DATA SHOWN:
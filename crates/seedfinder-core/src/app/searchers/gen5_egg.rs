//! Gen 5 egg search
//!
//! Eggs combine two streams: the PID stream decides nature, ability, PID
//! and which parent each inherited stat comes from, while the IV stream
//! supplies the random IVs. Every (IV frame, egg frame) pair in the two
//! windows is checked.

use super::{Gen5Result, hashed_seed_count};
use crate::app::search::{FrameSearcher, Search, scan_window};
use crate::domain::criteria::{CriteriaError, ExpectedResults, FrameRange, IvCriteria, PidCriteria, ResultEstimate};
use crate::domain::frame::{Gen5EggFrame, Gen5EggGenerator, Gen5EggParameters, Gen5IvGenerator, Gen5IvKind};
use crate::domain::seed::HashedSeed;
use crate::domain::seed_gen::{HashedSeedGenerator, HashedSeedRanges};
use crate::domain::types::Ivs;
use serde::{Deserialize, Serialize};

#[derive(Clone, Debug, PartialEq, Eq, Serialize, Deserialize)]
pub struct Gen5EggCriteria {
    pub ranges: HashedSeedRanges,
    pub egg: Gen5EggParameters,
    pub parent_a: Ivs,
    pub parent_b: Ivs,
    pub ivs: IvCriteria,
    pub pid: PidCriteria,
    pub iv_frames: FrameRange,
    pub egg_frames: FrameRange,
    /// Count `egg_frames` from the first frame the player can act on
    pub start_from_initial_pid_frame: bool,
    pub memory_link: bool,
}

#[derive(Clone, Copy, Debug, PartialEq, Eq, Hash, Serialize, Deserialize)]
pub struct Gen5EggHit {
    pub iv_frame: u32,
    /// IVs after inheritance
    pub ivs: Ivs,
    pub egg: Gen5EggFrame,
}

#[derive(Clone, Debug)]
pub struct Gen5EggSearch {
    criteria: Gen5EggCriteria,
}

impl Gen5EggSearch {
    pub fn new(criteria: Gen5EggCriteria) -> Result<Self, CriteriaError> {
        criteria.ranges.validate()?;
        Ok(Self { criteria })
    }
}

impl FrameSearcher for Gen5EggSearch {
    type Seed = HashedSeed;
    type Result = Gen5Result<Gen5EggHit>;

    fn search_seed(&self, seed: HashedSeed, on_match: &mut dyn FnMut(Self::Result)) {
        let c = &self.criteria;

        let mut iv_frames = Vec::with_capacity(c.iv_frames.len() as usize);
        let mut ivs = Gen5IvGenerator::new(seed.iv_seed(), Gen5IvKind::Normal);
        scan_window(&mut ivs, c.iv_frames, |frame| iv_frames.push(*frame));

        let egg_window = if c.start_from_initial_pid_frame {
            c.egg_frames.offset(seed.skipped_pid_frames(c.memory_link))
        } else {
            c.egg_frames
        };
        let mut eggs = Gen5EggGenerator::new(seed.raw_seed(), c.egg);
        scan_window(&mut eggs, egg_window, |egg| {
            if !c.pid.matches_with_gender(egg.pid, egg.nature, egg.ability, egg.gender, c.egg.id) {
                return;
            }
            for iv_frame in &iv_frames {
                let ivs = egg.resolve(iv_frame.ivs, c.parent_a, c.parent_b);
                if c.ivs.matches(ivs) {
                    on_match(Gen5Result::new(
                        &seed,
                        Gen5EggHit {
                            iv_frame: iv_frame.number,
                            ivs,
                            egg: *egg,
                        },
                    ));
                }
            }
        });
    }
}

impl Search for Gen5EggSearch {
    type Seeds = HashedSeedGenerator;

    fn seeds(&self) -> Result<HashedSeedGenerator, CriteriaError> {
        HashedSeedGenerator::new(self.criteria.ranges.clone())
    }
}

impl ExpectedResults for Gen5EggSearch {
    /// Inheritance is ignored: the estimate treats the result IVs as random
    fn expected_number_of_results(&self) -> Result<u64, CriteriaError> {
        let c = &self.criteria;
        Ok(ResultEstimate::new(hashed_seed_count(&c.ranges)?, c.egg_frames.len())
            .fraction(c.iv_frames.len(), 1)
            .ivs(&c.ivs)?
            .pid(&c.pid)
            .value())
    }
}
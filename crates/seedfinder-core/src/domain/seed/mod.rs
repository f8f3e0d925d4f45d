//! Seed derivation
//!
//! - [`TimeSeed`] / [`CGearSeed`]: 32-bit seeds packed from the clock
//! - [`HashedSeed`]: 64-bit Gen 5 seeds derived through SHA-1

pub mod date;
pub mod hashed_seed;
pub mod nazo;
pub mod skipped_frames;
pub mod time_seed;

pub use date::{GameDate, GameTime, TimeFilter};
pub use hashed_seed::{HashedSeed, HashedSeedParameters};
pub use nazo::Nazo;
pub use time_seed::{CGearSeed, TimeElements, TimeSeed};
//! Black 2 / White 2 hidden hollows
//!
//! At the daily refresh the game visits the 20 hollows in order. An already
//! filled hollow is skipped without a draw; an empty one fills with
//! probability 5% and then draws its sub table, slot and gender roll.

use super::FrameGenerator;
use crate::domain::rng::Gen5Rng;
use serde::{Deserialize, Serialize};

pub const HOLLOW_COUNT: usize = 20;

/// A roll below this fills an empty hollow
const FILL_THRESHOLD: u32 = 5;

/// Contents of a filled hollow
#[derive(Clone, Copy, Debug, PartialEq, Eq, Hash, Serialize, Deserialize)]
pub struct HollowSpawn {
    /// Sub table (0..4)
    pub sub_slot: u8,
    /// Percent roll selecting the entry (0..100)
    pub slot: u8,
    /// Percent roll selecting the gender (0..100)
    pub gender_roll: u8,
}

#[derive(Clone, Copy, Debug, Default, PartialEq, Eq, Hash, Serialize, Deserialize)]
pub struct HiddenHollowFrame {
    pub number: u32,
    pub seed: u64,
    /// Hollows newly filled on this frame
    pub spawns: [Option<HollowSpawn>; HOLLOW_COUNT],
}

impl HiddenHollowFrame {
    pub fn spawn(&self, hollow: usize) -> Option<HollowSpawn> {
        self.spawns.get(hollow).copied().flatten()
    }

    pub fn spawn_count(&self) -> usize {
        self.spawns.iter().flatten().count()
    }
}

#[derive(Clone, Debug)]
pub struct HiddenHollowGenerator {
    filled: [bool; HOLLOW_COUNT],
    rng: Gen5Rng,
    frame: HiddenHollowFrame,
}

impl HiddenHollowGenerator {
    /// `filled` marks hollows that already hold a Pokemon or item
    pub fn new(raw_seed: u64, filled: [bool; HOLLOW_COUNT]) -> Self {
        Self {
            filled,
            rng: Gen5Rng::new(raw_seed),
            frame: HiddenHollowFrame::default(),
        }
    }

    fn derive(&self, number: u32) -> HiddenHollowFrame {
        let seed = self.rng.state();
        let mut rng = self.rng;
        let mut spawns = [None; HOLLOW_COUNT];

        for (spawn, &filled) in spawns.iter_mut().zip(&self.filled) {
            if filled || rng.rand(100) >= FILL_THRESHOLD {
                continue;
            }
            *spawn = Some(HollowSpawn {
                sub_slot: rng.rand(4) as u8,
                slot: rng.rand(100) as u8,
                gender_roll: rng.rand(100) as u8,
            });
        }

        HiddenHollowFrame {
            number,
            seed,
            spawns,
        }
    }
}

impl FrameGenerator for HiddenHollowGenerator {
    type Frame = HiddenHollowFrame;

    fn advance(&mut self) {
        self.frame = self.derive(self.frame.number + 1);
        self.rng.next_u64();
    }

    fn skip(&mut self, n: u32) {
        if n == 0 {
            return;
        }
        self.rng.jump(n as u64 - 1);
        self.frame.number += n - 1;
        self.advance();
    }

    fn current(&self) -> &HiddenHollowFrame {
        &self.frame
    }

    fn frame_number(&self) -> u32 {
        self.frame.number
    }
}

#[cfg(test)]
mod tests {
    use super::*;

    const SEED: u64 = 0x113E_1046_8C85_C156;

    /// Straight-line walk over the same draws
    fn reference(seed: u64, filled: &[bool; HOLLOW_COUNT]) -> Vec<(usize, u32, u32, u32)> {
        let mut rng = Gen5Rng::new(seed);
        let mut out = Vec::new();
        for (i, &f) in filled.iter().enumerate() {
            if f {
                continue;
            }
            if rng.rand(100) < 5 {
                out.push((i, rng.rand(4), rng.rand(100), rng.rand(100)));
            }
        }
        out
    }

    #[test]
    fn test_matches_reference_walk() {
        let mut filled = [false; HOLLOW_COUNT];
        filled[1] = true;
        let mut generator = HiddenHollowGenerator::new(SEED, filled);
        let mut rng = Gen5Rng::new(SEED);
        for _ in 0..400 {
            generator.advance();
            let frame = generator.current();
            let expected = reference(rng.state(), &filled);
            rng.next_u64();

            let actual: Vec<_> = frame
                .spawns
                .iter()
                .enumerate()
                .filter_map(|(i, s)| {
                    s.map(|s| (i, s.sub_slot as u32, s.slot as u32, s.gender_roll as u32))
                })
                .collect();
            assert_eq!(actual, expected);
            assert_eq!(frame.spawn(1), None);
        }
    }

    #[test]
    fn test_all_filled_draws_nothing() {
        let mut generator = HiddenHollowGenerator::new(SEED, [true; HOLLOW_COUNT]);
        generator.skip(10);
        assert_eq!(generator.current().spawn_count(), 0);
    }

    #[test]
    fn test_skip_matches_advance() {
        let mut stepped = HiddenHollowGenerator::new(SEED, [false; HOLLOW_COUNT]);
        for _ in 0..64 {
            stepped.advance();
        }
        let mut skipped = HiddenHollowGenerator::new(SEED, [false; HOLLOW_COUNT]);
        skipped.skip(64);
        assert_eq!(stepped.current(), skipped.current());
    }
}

PROBLEM DESCRIPTION:
In the records above, how many lines hold the string "FrameRange"? Only the number should be given.

RESULT OF THIS TASK:
3